[Bug] Kuberay can not start when enableBatchScheduler=true

KunWuLuan commented 1 month ago

Search before asking

[X] I searched the issues and found no similar issues.

KubeRay Component

ray-operator

What happened + What you expected to happen

When i start the controller with

            "args": [
                "--kubeconfig=/Users/yueming/.kube/config", 
                "--enable-leader-election=false",
                "--leader-election-namespace=default",
                "--enable-batch-scheduler=true",
            ]

in vscode.
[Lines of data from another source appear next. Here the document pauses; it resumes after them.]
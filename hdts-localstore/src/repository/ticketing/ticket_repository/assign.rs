use chrono::Utc;
use tracing::debug;

use hdts_db::models::ticket::ticket::TicketModel;
use hdts_db::repository::backend::StorageBackend;

use crate::utils::to_bounded;

use super::repo_impl::TicketRepositoryImpl;

impl<B: StorageBackend> TicketRepositoryImpl<B> {
    pub(super) async fn assign_impl(
        repo: &TicketRepositoryImpl<B>,
        ticket_number: &str,
        assignee: &str,
    ) -> Result<Option<TicketModel>, Box<dyn std::error::Error + Send + Sync>> {
        let mut tickets = Self::read_all(repo).await?;

        let Some(ticket) = tickets
            .iter_mut()
            .find(|t| t.ticket_number.as_str() == ticket_number)
        else {
            return Ok(None);
        };

        ticket.assignee_name = Some(to_bounded(assignee, "assignee_name")?);
        ticket.updated_at = Utc::now();
        let updated = ticket.clone();

        Self::write_all(repo, &tickets).await?;
        debug!("assigned {} to {}", ticket_number, assignee);
        Ok(Some(updated))
    }
}
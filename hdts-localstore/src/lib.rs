pub mod backend;
pub mod keys;
pub mod local_repositories;
pub mod repository;
pub mod seed;
pub mod service;
pub mod utils;

pub use backend::in_memory::InMemoryBackend;
pub use backend::json_file::JsonFileBackend;
pub use local_repositories::LocalRepositories;

#[cfg(test)]
pub mod test_helper;
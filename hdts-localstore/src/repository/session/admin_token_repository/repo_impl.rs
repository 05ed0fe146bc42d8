use std::sync::Arc;

use hdts_db::repository::backend::StorageBackend;

/// Admin access token repository backed by a key-value storage adapter
///
/// The token lives under a single fixed key as one JSON string document,
/// the one scalar collection in the store. Issuing a new token replaces
/// whatever token was there before.
pub struct AdminTokenRepositoryImpl<B: StorageBackend> {
    pub(crate) backend: Arc<B>,
}

impl<B: StorageBackend> AdminTokenRepositoryImpl<B> {
    pub fn new(backend: Arc<B>) -> Self {
        Self { backend }
    }

    /// Generate a fresh token, persist it and hand it back
    pub async fn issue(&self) -> Result<String, Box<dyn std::error::Error + Send + Sync>> {
        Self::issue_impl(self).await
    }

    /// The token currently on record, `None` when unset
    pub async fn current(&self) -> Result<Option<String>, Box<dyn std::error::Error + Send + Sync>> {
        Self::current_impl(self).await
    }

    /// Drop the token from the store
    pub async fn clear(&self) -> Result<(), Box<dyn std::error::Error + Send + Sync>> {
        Self::clear_impl(self).await
    }
}
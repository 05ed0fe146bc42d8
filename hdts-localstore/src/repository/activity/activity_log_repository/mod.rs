pub mod find_by_date_range;
pub mod find_by_target_id;
pub mod find_by_user_id;
pub mod find_recent;
pub mod initialize;
pub mod log_activity;
pub mod repo_impl;
#[cfg(test)]
pub mod test_utils;

pub use repo_impl::ActivityLogRepositoryImpl;
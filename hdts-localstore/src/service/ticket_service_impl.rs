use std::sync::Arc;

use async_trait::async_trait;

use hdts_api::error::{ApiError, ApiResult};
use hdts_api::service::TicketService;
use hdts_db::models::activity::{ActionKind, NewActivityLog};
use hdts_db::models::ticket::{NewTicket, TicketModel, TicketStatus};
use hdts_db::repository::append::Append;
use hdts_db::repository::backend::StorageBackend;
use hdts_db::repository::list_all::ListAll;

use crate::repository::activity::activity_log_repository::ActivityLogRepositoryImpl;
use crate::repository::ticketing::ticket_repository::TicketRepositoryImpl;

/// Ticket service over the local store.
///
/// Mutations are attributed to the acting user handed in at construction,
/// and each one appends the matching activity entry after the ticket write
/// lands.
pub struct TicketServiceImpl<B: StorageBackend> {
    ticket_repository: Arc<TicketRepositoryImpl<B>>,
    activity_log_repository: Arc<ActivityLogRepositoryImpl<B>>,
    actor_id: i64,
    actor_name: String,
}

impl<B: StorageBackend> TicketServiceImpl<B> {
    pub fn new(
        ticket_repository: Arc<TicketRepositoryImpl<B>>,
        activity_log_repository: Arc<ActivityLogRepositoryImpl<B>>,
        actor_id: i64,
        actor_name: impl Into<String>,
    ) -> Self {
        Self {
            ticket_repository,
            activity_log_repository,
            actor_id,
            actor_name: actor_name.into(),
        }
    }

    async fn log(
        &self,
        action: ActionKind,
        ticket_number: &str,
        details: String,
    ) -> ApiResult<()> {
        let activity = NewActivityLog::new(
            self.actor_id,
            self.actor_name.clone(),
            action,
            "ticket",
            ticket_number,
            details,
        );
        self.activity_log_repository.append(activity).await?;
        Ok(())
    }
}

#[async_trait]
impl<B: StorageBackend> TicketService for TicketServiceImpl<B> {
    async fn create_ticket(&self, new: NewTicket) -> ApiResult<TicketModel> {
        let ticket = self.ticket_repository.append(new).await?;
        self.log(
            ActionKind::TicketCreated,
            ticket.ticket_number.as_str(),
            format!(
                "Created ticket {}: {}",
                ticket.ticket_number.as_str(),
                ticket.subject.as_str()
            ),
        )
        .await?;
        Ok(ticket)
    }

    async fn assign_ticket(&self, ticket_number: &str, assignee: &str) -> ApiResult<TicketModel> {
        let Some(ticket) = self.ticket_repository.assign(ticket_number, assignee).await? else {
            return Err(ApiError::NotFound(format!("Ticket {ticket_number} not found")));
        };
        self.log(
            ActionKind::TicketAssigned,
            ticket_number,
            format!("Assigned {ticket_number} to {assignee}"),
        )
        .await?;
        Ok(ticket)
    }

    async fn update_status(
        &self,
        ticket_number: &str,
        status: TicketStatus,
    ) -> ApiResult<TicketModel> {
        let Some((previous, ticket)) = self
            .ticket_repository
            .update_status(ticket_number, status)
            .await?
        else {
            return Err(ApiError::NotFound(format!("Ticket {ticket_number} not found")));
        };
        self.log(
            ActionKind::StatusChanged,
            ticket_number,
            format!("Moved {ticket_number} from {previous} to {status}"),
        )
        .await?;
        Ok(ticket)
    }

    async fn list_tickets(&self) -> ApiResult<Vec<TicketModel>> {
        Ok(self.ticket_repository.list_all().await?)
    }

    async fn find_ticket(&self, ticket_number: &str) -> ApiResult<Option<TicketModel>> {
        Ok(self.ticket_repository.find_by_number(ticket_number).await?)
    }
}
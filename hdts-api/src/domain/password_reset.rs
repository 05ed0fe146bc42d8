use serde::{Deserialize, Serialize};
use validator::Validate;

use crate::domain::validation::{
    validate_email_format, validate_password_confirmation, validate_password_policy,
    validate_required,
};

/// Payload submitted by the password reset form
#[derive(Debug, Clone, Serialize, Deserialize, Validate)]
#[serde(rename_all = "camelCase")]
pub struct PasswordResetRequest {
    #[validate(email(message = "Please enter a valid email address"))]
    pub email: String,
    #[validate(length(min = 8, message = "Password must be at least 8 characters"))]
    pub new_password: String,
    pub confirm_password: String,
}

impl PasswordResetRequest {
    /// Run every field rule and collect `(field, message)` pairs in form
    /// order
    pub fn field_errors(&self) -> Vec<(&'static str, String)> {
        let mut errors = Vec::new();

        if let Err(msg) = validate_required(&self.email, "Email") {
            errors.push(("email", msg));
        } else if let Err(msg) = validate_email_format(&self.email) {
            errors.push(("email", msg));
        }

        if let Err(msg) = validate_required(&self.new_password, "Password") {
            errors.push(("new_password", msg));
        } else if let Err(msg) = validate_password_policy(&self.new_password) {
            errors.push(("new_password", msg));
        }

        if let Err(msg) = validate_password_confirmation(&self.new_password, &self.confirm_password)
        {
            errors.push(("confirm_password", msg));
        }

        errors
    }
}

#[cfg(test)]
mod tests {
    use super::*;

    #[test]
    fn a_valid_reset_has_no_field_errors() {
        let request = PasswordResetRequest {
            email: "user@company.com".to_string(),
            new_password: "N3w!secret".to_string(),
            confirm_password: "N3w!secret".to_string(),
        };
        assert!(request.field_errors().is_empty());
    }

    #[test]
    fn weak_password_and_mismatch_are_both_reported() {
        let request = PasswordResetRequest {
            email: "user@company.com".to_string(),
            new_password: "abc".to_string(),
            confirm_password: "abcd".to_string(),
        };
        let errors = request.field_errors();
        assert_eq!(errors.len(), 2);
        assert_eq!(errors[0].0, "new_password");
        assert_eq!(errors[1], ("confirm_password", "Passwords do not match".to_string()));
    }

    #[test]
    fn malformed_email_is_reported() {
        let request = PasswordResetRequest {
            email: "not-an-email".to_string(),
            new_password: "N3w!secret".to_string(),
            confirm_password: "N3w!secret".to_string(),
        };
        assert_eq!(
            request.field_errors(),
            vec![("email", "Please enter a valid email address".to_string())]
        );
    }
}
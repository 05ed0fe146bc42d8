use async_trait::async_trait;
use chrono::Utc;
use tracing::debug;

use hdts_db::models::activity::{ActivityLogEntryModel, NewActivityLog};
use hdts_db::repository::append::Append;
use hdts_db::repository::backend::StorageBackend;

use crate::utils::to_bounded;

use super::repo_impl::ActivityLogRepositoryImpl;

impl<B: StorageBackend> ActivityLogRepositoryImpl<B> {
    pub(super) async fn log_activity_impl(
        repo: &ActivityLogRepositoryImpl<B>,
        new_log: NewActivityLog,
    ) -> Result<ActivityLogEntryModel, Box<dyn std::error::Error + Send + Sync>> {
        let mut entries = Self::read_all(repo).await?;

        // Ids only ever grow: max + 1, starting at 1 for an empty log
        let next_id = entries.iter().map(|e| e.id).max().unwrap_or(0) + 1;
        let entry = ActivityLogEntryModel {
            id: next_id,
            user_id: new_log.user_id,
            user_name: to_bounded(&new_log.user_name, "user_name")?,
            timestamp: Utc::now(),
            action: to_bounded(new_log.action.as_tag(), "action")?,
            target_type: to_bounded(&new_log.target_type, "target_type")?,
            target_id: to_bounded(&new_log.target_id, "target_id")?,
            details: to_bounded(&new_log.details, "details")?,
        };

        entries.push(entry.clone());
        Self::write_all(repo, &entries).await?;
        debug!("appended activity log entry {next_id}");
        Ok(entry)
    }
}

#[async_trait]
impl<B: StorageBackend> Append<B, ActivityLogEntryModel> for ActivityLogRepositoryImpl<B> {
    type NewRecord = NewActivityLog;

    async fn append(
        &self,
        new_record: NewActivityLog,
    ) -> Result<ActivityLogEntryModel, Box<dyn std::error::Error + Send + Sync>> {
        Self::log_activity_impl(self, new_record).await
    }
}
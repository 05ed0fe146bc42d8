pub mod csat;
pub mod password_reset;
pub mod registration;
pub mod validation;

// Re-exports
pub use csat::*;
pub use password_reset::*;
pub use registration::*;
pub use validation::*;
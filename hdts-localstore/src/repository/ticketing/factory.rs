use std::sync::Arc;

use hdts_db::repository::backend::StorageBackend;

use super::ticket_repository::TicketRepositoryImpl;

/// Factory for creating ticketing module repositories
///
/// Builds repositories bound to a shared storage adapter. Use one factory
/// instance per application.
#[derive(Default)]
pub struct TicketingRepoFactory {}

impl TicketingRepoFactory {
    /// Create a new TicketingRepoFactory singleton
    pub fn new() -> Arc<Self> {
        Arc::new(Self {})
    }

    /// Build a TicketRepository over the given backend
    pub fn build_ticket_repo<B: StorageBackend>(
        &self,
        backend: Arc<B>,
    ) -> Arc<TicketRepositoryImpl<B>> {
        Arc::new(TicketRepositoryImpl::new(backend))
    }

    /// Build all ticketing repositories over the given backend
    pub fn build_all_repos<B: StorageBackend>(&self, backend: Arc<B>) -> TicketingRepositories<B> {
        TicketingRepositories {
            ticket_repository: self.build_ticket_repo(backend),
        }
    }
}

/// Container for all ticketing module repositories
pub struct TicketingRepositories<B: StorageBackend> {
    pub ticket_repository: Arc<TicketRepositoryImpl<B>>,
}
use hdts_db::models::ticket::ticket::TicketModel;
use hdts_db::repository::backend::StorageBackend;

use super::repo_impl::TicketRepositoryImpl;

impl<B: StorageBackend> TicketRepositoryImpl<B> {
    pub(super) async fn find_by_number_impl(
        repo: &TicketRepositoryImpl<B>,
        ticket_number: &str,
    ) -> Result<Option<TicketModel>, Box<dyn std::error::Error + Send + Sync>> {
        let tickets = Self::read_all(repo).await?;
        Ok(tickets
            .into_iter()
            .find(|t| t.ticket_number.as_str() == ticket_number))
    }
}

#[cfg(test)]
mod tests {
    use crate::test_helper::setup_test_context;

    #[tokio::test]
    async fn test_find_by_number_returns_the_matching_ticket(
    ) -> Result<(), Box<dyn std::error::Error + Send + Sync>> {
        let ctx = setup_test_context().await?;
        let repo = &ctx.ticketing_repos().ticket_repository;

        let ticket = repo.find_by_number("TCKT-1003").await?;

        let ticket = ticket.ok_or("expected TCKT-1003 to exist")?;
        assert_eq!(ticket.subject.as_str(), "Password reset for shared mailbox");
        Ok(())
    }

    #[tokio::test]
    async fn test_find_by_number_returns_none_for_unknown_numbers(
    ) -> Result<(), Box<dyn std::error::Error + Send + Sync>> {
        let ctx = setup_test_context().await?;
        let repo = &ctx.ticketing_repos().ticket_repository;

        assert!(repo.find_by_number("TCKT-9999").await?.is_none());
        Ok(())
    }
}
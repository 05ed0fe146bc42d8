//! Test helper module for repository and service tests
//!
//! Every context owns a private in-memory backend, so tests are fully
//! isolated from each other and never touch the filesystem.

use std::sync::Arc;

use crate::backend::in_memory::InMemoryBackend;
use crate::local_repositories::LocalRepositories;
use crate::repository::activity::ActivityRepositories;
use crate::repository::directory::DirectoryRepositories;
use crate::repository::session::SessionRepositories;
use crate::repository::ticketing::TicketingRepositories;

/// Test context wrapping a full repository set over an in-memory store
pub struct TestContext {
    pub repos: LocalRepositories<InMemoryBackend>,
    pub backend: Arc<InMemoryBackend>,
}

impl TestContext {
    /// Get the activity repositories from the context
    pub fn activity_repos(&self) -> &ActivityRepositories<InMemoryBackend> {
        &self.repos.activity_repos
    }

    /// Get the directory repositories from the context
    pub fn directory_repos(&self) -> &DirectoryRepositories<InMemoryBackend> {
        &self.repos.directory_repos
    }

    /// Get the ticketing repositories from the context
    pub fn ticketing_repos(&self) -> &TicketingRepositories<InMemoryBackend> {
        &self.repos.ticketing_repos
    }

    /// Get the session repositories from the context
    pub fn session_repos(&self) -> &SessionRepositories<InMemoryBackend> {
        &self.repos.session_repos
    }
}

/// Setup a test context over a freshly seeded in-memory store
///
/// The backing store starts empty and is seeded through the same
/// initialization path production uses, so every context sees the
/// standard seed rows and nothing else.
pub async fn setup_test_context() -> Result<TestContext, Box<dyn std::error::Error + Send + Sync>> {
    let backend = Arc::new(InMemoryBackend::new());
    let repos = LocalRepositories::new(backend.clone());
    repos.initialize_all().await?;
    Ok(TestContext { repos, backend })
}

/// Setup a test context over an empty store, skipping seeding entirely
pub fn setup_uninitialized_context() -> TestContext {
    let backend = Arc::new(InMemoryBackend::new());
    let repos = LocalRepositories::new(backend.clone());
    TestContext { repos, backend }
}

#[cfg(test)]
mod tests {
    use super::*;
    use crate::repository::activity::activity_log_repository::test_utils::create_test_activity;
    use hdts_db::repository::append::Append;
    use hdts_db::repository::list_all::ListAll;

    #[tokio::test]
    async fn test_contexts_do_not_share_state(
    ) -> Result<(), Box<dyn std::error::Error + Send + Sync>> {
        let first = setup_test_context().await?;
        first
            .activity_repos()
            .activity_log_repository
            .append(create_test_activity(1, "Amina Diallo"))
            .await?;

        let second = setup_test_context().await?;
        assert_eq!(
            second
                .activity_repos()
                .activity_log_repository
                .list_all()
                .await?
                .len(),
            9
        );
        Ok(())
    }
}
use async_trait::async_trait;
use hdts_db::models::ticket::{NewTicket, TicketModel, TicketStatus};

use crate::error::ApiResult;

/// Ticket CRUD over the local store. Every mutation also appends the
/// matching activity log entry (`ticket_created`, `ticket_assigned`,
/// `status_changed`).
#[async_trait]
pub trait TicketService: Send + Sync {
    /// Open a ticket: assigns the next id and `TCKT-<n>` number, status
    /// `Open`, and logs `ticket_created`
    async fn create_ticket(&self, new: NewTicket) -> ApiResult<TicketModel>;

    /// Assign a ticket to a handler and log `ticket_assigned`
    ///
    /// # Returns
    /// * `Err(ApiError::NotFound)` - No ticket carries this number
    async fn assign_ticket(&self, ticket_number: &str, assignee: &str) -> ApiResult<TicketModel>;

    /// Move a ticket to a new status and log `status_changed`
    ///
    /// # Returns
    /// * `Err(ApiError::NotFound)` - No ticket carries this number
    async fn update_status(
        &self,
        ticket_number: &str,
        status: TicketStatus,
    ) -> ApiResult<TicketModel>;

    /// Every ticket, in persisted order
    async fn list_tickets(&self) -> ApiResult<Vec<TicketModel>>;

    /// Look a ticket up by its public number
    async fn find_ticket(&self, ticket_number: &str) -> ApiResult<Option<TicketModel>>;
}
pub mod domain;
pub mod error;
pub mod service;

pub use domain::*;
pub use error::*;
pub use service::*;
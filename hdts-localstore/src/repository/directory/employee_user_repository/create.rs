use async_trait::async_trait;
use chrono::Utc;
use tracing::debug;

use hdts_db::models::employee::{EmployeeUserModel, NewEmployeeUser};
use hdts_db::repository::append::Append;
use hdts_db::repository::backend::StorageBackend;

use crate::utils::{to_bounded, to_optional_bounded};

use super::repo_impl::EmployeeUserRepositoryImpl;

impl<B: StorageBackend> EmployeeUserRepositoryImpl<B> {
    pub(super) async fn create_impl(
        repo: &EmployeeUserRepositoryImpl<B>,
        new_employee: NewEmployeeUser,
    ) -> Result<EmployeeUserModel, Box<dyn std::error::Error + Send + Sync>> {
        let mut employees = Self::read_all(repo).await?;

        let next_id = employees.iter().map(|e| e.id).max().unwrap_or(0) + 1;
        let employee = EmployeeUserModel {
            id: next_id,
            first_name: to_bounded(&new_employee.first_name, "first_name")?,
            last_name: to_bounded(&new_employee.last_name, "last_name")?,
            email: to_bounded(&new_employee.email, "email")?,
            role: new_employee.role,
            department: to_optional_bounded(new_employee.department.as_deref(), "department")?,
            created_at: Utc::now(),
        };

        employees.push(employee.clone());
        Self::write_all(repo, &employees).await?;
        debug!("created employee account {next_id}");
        Ok(employee)
    }
}

#[async_trait]
impl<B: StorageBackend> Append<B, EmployeeUserModel> for EmployeeUserRepositoryImpl<B> {
    type NewRecord = NewEmployeeUser;

    async fn append(
        &self,
        new_record: NewEmployeeUser,
    ) -> Result<EmployeeUserModel, Box<dyn std::error::Error + Send + Sync>> {
        Self::create_impl(self, new_record).await
    }
}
The controller is blocked by cache syncing:

{"level":"error","ts":"2024-10-09T19:35:37.389+0800","logger":"controller-runtime.source.EventHandler","msg":"if kind is a CRD, it should be installed before calling Start","kind":"PodGroup.scheduling.volcano.sh","error":"no matches for kind \"PodGroup\" in version \"scheduling.volcano.sh/v1beta1\"","stacktrace":"sigs.k8s.io/controller-runtime/pkg/internal/source.(*Kind).Start.func1.1\n\t/Users/yueming/go/src/gitlab.alibaba-inc.com/eml/kuberay/ray-operator/vendor/sigs.k8s.io/controller-runtime/pkg/internal/source/kind.go:63\nk8s.io/apimachinery/pkg/util/wait.loopConditionUntilContext.func2\n\t/Users/yueming/go/src/gitlab.alibaba-inc.com/eml/kuberay/ray-operator/vendor/k8s.io/apimachinery/pkg/util/wait/loop.go:87\nk8s.io/apimachinery/pkg/util/wait.loopConditionUntilContext\n\t/Users/yueming/go/src/gitlab.alibaba-inc.com/eml/kuberay/ray-operator/vendor/k8s.io/apimachinery/pkg/util/wait/loop.go:88\nk8s.io/apimachinery/pkg/util/wait.PollUntilContextCancel\n\t/Users/yueming/go/src/gitlab.alibaba-inc.com/eml/kuberay/ray-operator/vendor/k8s.io/apimachinery/pkg/util/wait/poll.go:33\nsigs.k8s.io/controller-runtime/pkg/internal/source.(*Kind).Start.func1\n\t/Users/yueming/go/src/gitlab.alibaba-inc.com/eml/kuberay/ray-operator/vendor/sigs.k8s.io/controller-runtime/pkg/internal/source/kind.go:56"}

Finally, the controller failed：

{"level":"error","ts":"2024-10-09T19:35:57.493+0800","logger":"setup","msg":"problem running manager","error":"failed to wait for raycluster caches to sync: timed out waiting for cache to be synced for Kind *v1beta1.PodGroup","stacktrace":"main.exitOnError\n\t/Users/yueming/go/src/gitlab.alibaba-inc.com/eml/kuberay/ray-operator/main.go:270\nmain.main\n\t/Users/yueming/go/src/gitlab.alibaba-inc.com/eml/kuberay/ray-operator/main.go:247\nruntime.main\n\t/opt/homebrew/Cellar/go/1.22.5/libexec/src/runtime/proc.go:271"}

There is no PodGroup CRD in my cluster.

After I remove the code https://github.com/ray-project/kuberay/blob/bf21d2d01cf1c931136d869d2c8168aed07bc68c/ray-operator/controllers/ray/batchscheduler/volcano/volcano_scheduler.go#L184-L186, the controller can be started.

Reproduction script

{
    // 使用 IntelliSense 了解相关属性。 
    // 悬停以查看现有属性的描述。
    // 欲了解更多信息，请访问: https://go.microsoft.com/fwlink/?linkid=830387
    "version": "0.2.0",
    "configurations": [
        {
            "name": "Launch Package",
            "type": "go",
            "request": "launch",
            "mode": "auto",
            "program": "ray-operator/main.go",
            "cwd": "${workspaceFolder}",
            "args": [
                "--kubeconfig=xxx", 
                "--enable-leader-election=false",
                "--leader-election-namespace=default",
                "--enable-batch-scheduler=true",
            ]
        }
    ]
}

Anything else

No response

Are you willing to submit a PR?

[ ] Yes I am willing to submit a PR!

kevin85421 commented 1 month ago

You should install the Volcano scheduler.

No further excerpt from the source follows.